[Information given]

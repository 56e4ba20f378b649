//! Completion graphs: chaining, relaying failures, races between completers
//! and registration, and the all/any trees.

use proptest::prelude::*;
use std::sync::atomic::{AtomicBool, AtomicUsize, Ordering};
use std::sync::{Arc, Barrier};
use std::thread;
use std::time::Duration;
use weft_rts_scheduler::{RejectedError, Scheduler, ThreadPerTaskExecutor};
use weft_rts_stage::{all_of, any_of, Stage, StageError};

#[derive(Debug, thiserror::Error)]
#[error("upstream broke")]
struct UpstreamBroke;

// ============================================================================
// Chaining
// ============================================================================

#[test]
fn test_completed_then_apply() {
    assert_eq!(Stage::completed(5).then_apply(|x| x * 2).join().unwrap(), 10);
}

#[test]
fn test_long_chain_drains_iteratively() {
    const LINKS: usize = 100_000;
    let head: Stage<usize> = Stage::new();
    let mut tail = head.clone();
    for _ in 0..LINKS {
        tail = tail.then_apply(|x| x + 1);
    }
    head.complete(0);
    assert_eq!(tail.join().unwrap(), LINKS);
}

#[test]
fn test_wide_fan_out_fires_every_dependent() {
    let source: Stage<u32> = Stage::new();
    let fired = Arc::new(AtomicUsize::new(0));
    let dependents: Vec<_> = (0..1_000)
        .map(|_| {
            let fired = Arc::clone(&fired);
            source.then_accept(move |_| {
                fired.fetch_add(1, Ordering::SeqCst);
            })
        })
        .collect();
    assert_eq!(source.dependents(), 1_000);
    source.complete(1);
    assert!(dependents.iter().all(Stage::is_done));
    assert_eq!(fired.load(Ordering::SeqCst), 1_000);
    assert_eq!(source.dependents(), 0);
}

#[test]
fn test_run_after_either_with_different_types() {
    let numbers: Stage<u64> = Stage::new();
    let words: Stage<String> = Stage::new();
    let ran = Arc::new(AtomicUsize::new(0));
    let counter = Arc::clone(&ran);
    let after = numbers.run_after_either(&words, move || {
        counter.fetch_add(1, Ordering::SeqCst);
    });
    words.complete("hi".to_string());
    after.join().unwrap();
    numbers.complete(1);
    assert_eq!(ran.load(Ordering::SeqCst), 1);
}

#[test]
fn test_run_after_both_waits_for_both() {
    let a: Stage<u8> = Stage::new();
    let b: Stage<&str> = Stage::new();
    let both = a.run_after_both(&b, || ());
    a.complete(1);
    assert!(!both.is_done());
    b.complete("done");
    assert!(both.join().is_ok());
}

// ============================================================================
// Failure Relay
// ============================================================================

#[test]
fn test_failure_skips_actions_and_reaches_tail() {
    let ran = Arc::new(AtomicUsize::new(0));
    let head: Stage<i32> = Stage::new();
    let counter = Arc::clone(&ran);
    let tail = head
        .then_apply(move |x| {
            counter.fetch_add(1, Ordering::SeqCst);
            x
        })
        .then_compose(|x| Stage::completed(x + 1));
    head.complete_exceptionally(StageError::failed(UpstreamBroke));
    let err = tail.join().unwrap_err();
    assert!(err.is_wrapped());
    assert_eq!(err.cause().to_string(), "stage failed: upstream broke");
    assert_eq!(ran.load(Ordering::SeqCst), 0);
}

#[test]
fn test_compose_relays_inner_outcome_unchanged() {
    let composed = Stage::completed(1).then_compose(|_| Stage::<u8>::failed(StageError::Cancelled));
    assert!(composed.is_cancelled());
    assert!(matches!(composed.join(), Err(StageError::Cancelled)));

    let inner: Stage<u8> = Stage::new();
    let pending = inner.clone();
    let composed = Stage::completed(1).then_compose(move |_| pending);
    inner.complete_exceptionally(StageError::failed(UpstreamBroke));
    assert!(matches!(composed.join(), Err(StageError::Completion(_))));
    assert!(!composed.join().unwrap_err().cause().is_wrapped());
    assert!(matches!(composed.get(), Err(StageError::Failed(_))));
}

#[test]
fn test_rejected_async_stage_fails_at_once() {
    let scheduler = Scheduler::new(1);
    scheduler.shutdown();
    let stage = Stage::supply_async_on(|| 1, scheduler.clone());
    assert!(stage.is_done());
    assert!(matches!(
        stage.get(),
        Err(StageError::Rejected(RejectedError::Shutdown))
    ));

    let dependent = Stage::completed(1).then_apply_async_on(|x| x + 1, scheduler);
    assert!(matches!(
        dependent.get(),
        Err(StageError::Rejected(RejectedError::Shutdown))
    ));
}

// ============================================================================
// Races
// ============================================================================

#[test]
fn test_racing_completers_have_one_winner() {
    const THREADS: usize = 8;
    for _ in 0..50 {
        let stage: Stage<usize> = Stage::new();
        let barrier = Arc::new(Barrier::new(THREADS));
        let handles: Vec<_> = (0..THREADS)
            .map(|i| {
                let stage = stage.clone();
                let barrier = Arc::clone(&barrier);
                thread::spawn(move || {
                    barrier.wait();
                    let won = match i {
                        0 => stage.cancel(),
                        1 => stage.complete_exceptionally(StageError::failed(UpstreamBroke)),
                        _ => stage.complete(i),
                    };
                    (i, won)
                })
            })
            .collect();
        let winners: Vec<usize> = handles
            .into_iter()
            .map(|h| h.join().unwrap())
            .filter(|(_, won)| *won)
            .map(|(i, _)| i)
            .collect();

        assert_eq!(winners.len(), 1);
        assert!(stage.is_done());
        match winners[0] {
            0 => assert!(stage.is_cancelled()),
            1 => assert!(matches!(stage.get(), Err(StageError::Failed(_)))),
            i => assert_eq!(stage.join().unwrap(), i),
        }
    }
}

#[test]
fn test_registration_racing_completion_always_fires() {
    for _ in 0..500 {
        let source: Stage<u32> = Stage::new();
        let completer = source.clone();
        let handle = thread::spawn(move || completer.complete(7));
        let dependent = source.then_apply(|x| x + 1);
        handle.join().unwrap();
        assert_eq!(dependent.get_timeout(Duration::from_secs(10)).unwrap(), 8);
    }
}

#[test]
fn test_combine_action_runs_once_under_races() {
    for _ in 0..500 {
        let a: Stage<u32> = Stage::new();
        let b: Stage<u32> = Stage::new();
        let runs = Arc::new(AtomicUsize::new(0));
        let counter = Arc::clone(&runs);
        let sum = a.then_combine(&b, move |x, y| {
            counter.fetch_add(1, Ordering::SeqCst);
            x + y
        });
        let barrier = Arc::new(Barrier::new(2));
        let (a2, b2) = (a.clone(), b.clone());
        let (ba, bb) = (Arc::clone(&barrier), Arc::clone(&barrier));
        let t1 = thread::spawn(move || {
            ba.wait();
            a2.complete(1);
        });
        let t2 = thread::spawn(move || {
            bb.wait();
            b2.complete(2);
        });
        t1.join().unwrap();
        t2.join().unwrap();
        assert_eq!(sum.join().unwrap(), 3);
        assert_eq!(runs.load(Ordering::SeqCst), 1);
    }
}

// ============================================================================
// All and Any
// ============================================================================

#[test]
fn test_all_of_with_one_failure() {
    let f1: Stage<u8> = Stage::new();
    let f2: Stage<u8> = Stage::new();
    let f3: Stage<u8> = Stage::new();
    let all = all_of(&[f1.clone(), f2.clone(), f3.clone()]);
    f1.complete(1);
    f2.complete_exceptionally(StageError::failed(UpstreamBroke));
    f3.complete(3);
    let err = all.join().unwrap_err();
    assert!(err.is_wrapped());
    assert!(matches!(err.cause(), StageError::Failed(_)));
    assert_eq!(f1.join().unwrap(), 1);
    assert_eq!(f3.join().unwrap(), 3);
}

#[test]
fn test_any_of_keeps_first_value() {
    let f1: Stage<&str> = Stage::new();
    let f2: Stage<&str> = Stage::new();
    let any = any_of(&[f1.clone(), f2.clone()]);
    f1.complete("x");
    f2.complete_exceptionally(StageError::failed(UpstreamBroke));
    assert_eq!(any.join().unwrap(), "x");
}

#[test]
fn test_all_of_mixed_types_through_to_unit() {
    let n: Stage<u32> = Stage::completed(1);
    let s: Stage<String> = Stage::new();
    let all = all_of(&[n.to_unit(), s.to_unit()]);
    assert!(!all.is_done());
    s.complete("ok".into());
    assert!(all.join().is_ok());
}

proptest! {
    #![proptest_config(ProptestConfig::with_cases(64))]

    #[test]
    fn prop_combined_sum_ignores_completion_order(
        order in Just((0..24usize).collect::<Vec<_>>()).prop_shuffle(),
        values in proptest::collection::vec(0u64..1_000, 24),
    ) {
        let stages: Vec<Stage<u64>> = (0..values.len()).map(|_| Stage::new()).collect();
        let total = stages
            .iter()
            .skip(1)
            .fold(stages[0].clone(), |acc, s| acc.then_combine(s, |a, b| a + b));
        let all = all_of(&stages);
        for i in order {
            prop_assert!(!total.is_done());
            stages[i].complete(values[i]);
        }
        prop_assert!(all.is_done());
        prop_assert_eq!(total.join().unwrap(), values.iter().sum::<u64>());
    }
}

// ============================================================================
// Release
// ============================================================================

/// Raises its flag when dropped.
struct DropFlag(Arc<AtomicBool>);

impl Drop for DropFlag {
    fn drop(&mut self) {
        self.0.store(true, Ordering::SeqCst);
    }
}

fn eventually(flag: &AtomicBool) -> bool {
    for _ in 0..10_000 {
        if flag.load(Ordering::SeqCst) {
            return true;
        }
        crossbeam::epoch::pin().flush();
        thread::yield_now();
    }
    false
}

#[test]
fn test_abandoned_stage_releases_its_continuations() {
    let dropped = Arc::new(AtomicBool::new(false));
    let flag = DropFlag(Arc::clone(&dropped));
    let source: Stage<u32> = Stage::new();
    let tail = source
        .then_apply(move |x| {
            let _flag = &flag;
            x + 1
        })
        .then_accept(|_| ());
    drop(tail);
    assert!(!dropped.load(Ordering::SeqCst));
    drop(source);
    assert!(eventually(&dropped));
}

#[test]
fn test_completer_handle_keeps_graph_alive() {
    let dropped = Arc::new(AtomicBool::new(false));
    let flag = DropFlag(Arc::clone(&dropped));
    let source: Stage<u32> = Stage::new();
    let completer = source.clone();
    let seen = Arc::new(AtomicUsize::new(0));
    let counter = Arc::clone(&seen);
    drop(source.then_accept(move |x| {
        let _flag = &flag;
        counter.store(x as usize, Ordering::SeqCst);
    }));
    drop(source);
    completer.complete(5);
    assert_eq!(seen.load(Ordering::SeqCst), 5);
    assert!(eventually(&dropped));
}

// ============================================================================
// Executors
// ============================================================================

#[test]
fn test_async_variants_run_on_their_executor() {
    let executor = ThreadPerTaskExecutor::named("stage-test");
    let name = Stage::completed(())
        .then_apply_async_on(|()| thread::current().name().map(str::to_owned), executor);
    assert_eq!(name.join().unwrap().as_deref(), Some("stage-test"));

    let doubled = Stage::supply_async(|| 21).then_apply_async(|x| x * 2);
    assert_eq!(doubled.join().unwrap(), 42);

    let scheduler = Scheduler::new(2);
    let handled = Stage::<i32>::failed(StageError::Cancelled)
        .handle_async_on(|r| r.is_err(), scheduler.clone());
    assert!(handled.join().unwrap());
    let ran = Stage::<()>::run_async_on(|| (), scheduler);
    assert!(ran.join().is_ok());
}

[/Information given]

> Task to complete: Gather up the lines containing the word "handles" from these records and copy them.

> Answer section:
        let handles: Vec<_> = (0..THREADS)
        let winners: Vec<usize> = handles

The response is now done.